Sermon Summary: "A Prophet for a Prolonged Pandemic"
In the book of Habakkuk, the prophet cries out to God; lamenting the nation’s apostasy and that the wicked were afflicting the righteous. Far from sitting idly by, God informs Habakkuk that He is aware and is using the Babylonias to punish Israel. The Lord assures him that the righteous will continue to live by faith, and the Babylonians will surely be judged for their own wickedness. Habakkuk responds humbly by: 1) expressing trust in God’s justice and mercy, 2) patiently waiting for His timing, and 3) rejoicing in God rather than in the prosperity that the Babylonians would soon destroy. In light of the coronavirus pandemic, CJ encourages us to respond to future uncertainty and difficulty like Habakkuk. We should lift our eyes from our suffering to our salvation and take our joy from Jesus’ substitutionary work on the cross for our sins!
1. How has CJ’s sermon on Habakkuk 3 influenced how you think about God’s promises and activity in times of suffering?
2. Consider Ferguson’s summary of Flavel’s The Mystery of Providence:
- God is in control of the universe.
- God is working out his perfect purposes.
- God is not my servant.
- God’s ways are far more mysterious and wonderful than I can understand.
- God is good-all the time; I can trust him-all of the time.
- God’s timetable is not the same as mine.
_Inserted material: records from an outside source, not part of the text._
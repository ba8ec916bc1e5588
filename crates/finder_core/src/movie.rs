use std::fmt;
use std::slice;

/// Placeholder used for any metadata field the provider could not resolve.
pub const UNKNOWN: &str = "unknown";

/// One search result, enriched with credits from the detail lookup.
#[derive(Debug, Clone, PartialEq)]
pub struct CandidateMovie {
    pub id: u64,
    pub title: String,
    pub original_title: String,
    /// Four-digit year, or [`UNKNOWN`].
    pub release_year: String,
    /// First credited director, or [`UNKNOWN`].
    pub director: String,
    pub runtime_minutes: Option<u32>,
    pub genres: Vec<String>,
    pub synopsis: String,
    /// Average vote on a 0-10 scale.
    pub rating: f64,
    /// Provider poster path; empty when the provider has none.
    pub poster_reference: String,
}

impl CandidateMovie {
    /// True when the original title is usable as a second lookup key.
    pub fn has_alternate_title(&self) -> bool {
        !self.original_title.is_empty() && self.original_title != self.title
    }
}

/// Ordered, read-only list of search results.
///
/// Order is the provider's relevance order. There is no way to mutate a
/// result set once built; a new search produces a new one.
#[derive(Debug, Clone, PartialEq, Default)]
pub struct ResultSet {
    movies: Vec<CandidateMovie>,
}

impl ResultSet {
    pub fn new(movies: Vec<CandidateMovie>) -> Self {
        Self { movies }
    }

    pub fn len(&self) -> usize {
        self.movies.len()
    }

    pub fn is_empty(&self) -> bool {
        self.movies.is_empty()
    }

    pub fn get(&self, index: usize) -> Option<&CandidateMovie> {
        self.movies.get(index)
    }

    pub fn iter(&self) -> slice::Iter<'_, CandidateMovie> {
        self.movies.iter()
    }

    pub fn as_slice(&self) -> &[CandidateMovie] {
        &self.movies
    }
}

impl<'a> IntoIterator for &'a ResultSet {
    type Item = &'a CandidateMovie;
    type IntoIter = slice::Iter<'a, CandidateMovie>;

    fn into_iter(self) -> Self::IntoIter {
        self.movies.iter()
    }
}

/// Metadata reported by the executor after a successful extraction.
#[derive(Debug, Clone, PartialEq, Eq, Default)]
pub struct ExtractedReview {
    pub title: Option<String>,
    pub author: Option<String>,
    pub date: Option<String>,
    pub content_length: u64,
    pub file_path: Option<String>,
}

#[derive(Debug, Clone, Copy, PartialEq, Eq)]
pub enum FailureStatus {
    Error,
    Timeout,
    ParseError,
}

impl FailureStatus {
    pub fn as_str(self) -> &'static str {
        match self {
            FailureStatus::Error => "error",
            FailureStatus::Timeout => "timeout",
            FailureStatus::ParseError => "parse_error",
        }
    }
}

impl fmt::Display for FailureStatus {
    fn fmt(&self, f: &mut fmt::Formatter<'_>) -> fmt::Result {
        f.write_str(self.as_str())
    }
}

#[derive(Debug, Clone, PartialEq, Eq)]
pub enum ExtractionResult {
    Success(ExtractedReview),
    Failure {
        status: FailureStatus,
        message: String,
    },
}

impl ExtractionResult {
    pub fn failure(status: FailureStatus, message: impl Into<String>) -> Self {
        ExtractionResult::Failure {
            status,
            message: message.into(),
        }
    }

    pub fn status(&self) -> &'static str {
        match self {
            ExtractionResult::Success(_) => "success",
            ExtractionResult::Failure { status, .. } => status.as_str(),
        }
    }

    pub fn is_success(&self) -> bool {
        matches!(self, ExtractionResult::Success(_))
    }
}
Which of these truths challenges your current attitude toward the pandemic and encourages you to freshly rest in the character of our God? What scriptures can you take with you to strengthen you in this area of belief?
3. Habakkuk said “Though the fig tree should not blossom…yet I will rejoice in the Lord; I will take joy in the God of my salvation.” What is your list of “thoughs”?
4. CJ noted Habakkuk is not unaware of suffering, unaffected by suffering, indifferent to those who suffer but he has turned his attention most importantly to the God who saves him from judgment. In this peculiarly difficult time, what might you do to help your brothers and sisters maintain a greater awareness of God’s salvation than of their present or anticipated suffering?